A composite multivariate polygenic and neuroimaging score for prediction of conversion to Alzheimer's disease

Int Workshop Pattern Recognit Neuroimaging. 2012:105-108. doi: 10.1109/PRNI.2012.9.

Abstract

Alzheimer's disease (AD) and Mild Cognitive Impairment (MCI) are characterized by widespread pathological changes in the brain. At the same time, Alzheimer's disease is heritable with complex genetic underpinnings that may influence the timing of the related pathological changes in the brain and can affect the progression from MCI to AD. In this paper, we present a multivariate imaging genetics approach for prediction of conversion to Alzheimer's disease in patients with mild cognitive impairment. We employ multivariate pattern recognition approaches to obtain neuroimaging and polygenic discriminators between the healthy individuals and AD patients.

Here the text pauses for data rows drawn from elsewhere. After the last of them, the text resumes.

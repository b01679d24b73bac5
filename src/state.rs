use std::sync::Arc;

use crate::{
    bridge::Bridge, database::Database, env::BotConfig, library::Library, player::AudioClient,
    settings::Settings, voice_manager::Presence,
};

/// Everything a command handler needs, built once at start-up.
#[derive(Clone)]
pub struct AppState {
    pub library: Library,
    pub settings: Settings,
    pub bridge: Bridge,
    pub audio: Arc<dyn AudioClient>,
    pub presence: Presence,
    pub config: Arc<BotConfig>,
}

impl AppState {
    pub fn new(db: Database, audio: Arc<dyn AudioClient>, config: BotConfig) -> Self {
        let library = Library::new(db.clone(), audio.clone());
        let settings = Settings::new(db);
        let bridge = Bridge::new(library.clone(), settings.clone(), audio.clone());
        Self {
            library,
            settings,
            bridge,
            audio,
            presence: Presence::default(),
            config: Arc::new(config),
        }
    }
}
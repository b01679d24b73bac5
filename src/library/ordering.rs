use std::{fmt, str::FromStr};

/// Where a moved track lands relative to the track it is moved onto.
#[derive(Debug, Clone, Copy, PartialEq, Eq, Default)]
pub enum MoveMode {
    #[default]
    Before,
    After,
}

impl MoveMode {
    pub fn as_str(&self) -> &'static str {
        match self {
            Self::Before => "before",
            Self::After => "after",
        }
    }
}

impl fmt::Display for MoveMode {
    fn fmt(&self, f: &mut fmt::Formatter<'_>) -> fmt::Result {
        f.write_str(self.as_str())
    }
}

impl FromStr for MoveMode {
    type Err = String;

    fn from_str(s: &str) -> Result<Self, Self::Err> {
        match s.trim().to_ascii_lowercase().as_str() {
            "before" => Ok(Self::Before),
            "after" => Ok(Self::After),
            other => Err(format!("unknown move mode '{other}'")),
        }
    }
}

/// Moves `items[from]` next to `items[to]` (both 0-based, in bounds).
///
/// The moved item is taken out first, the target is located in what is left,
/// and the item goes in front of it or behind it. The result is the same
/// whether the item travels up or down the list.
pub fn reorder<T>(items: &mut Vec<T>, from: usize, to: usize, mode: MoveMode) {
    if from == to || from >= items.len() || to >= items.len() {
        return;
    }
    let moved = items.remove(from);
    let target = if to > from { to - 1 } else { to };
    let at = match mode {
        MoveMode::Before => target,
        MoveMode::After => target + 1,
    }
    .min(items.len());
    items.insert(at, moved);
}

We then design, in a linear manner, a composite imaging-genetic score for prediction of conversion to Alzheimer's disease in patients with mild cognitive impairment. We apply our approach within the Alzheimer's Disease Neuroimaging Initiative and show that the integration of polygenic and neuroimaging information improves prediction of conversion to AD.

Keywords: Alzheimer's disease; imaging genetics; mild cognitive impairment; multivariate analysis; pattern classification.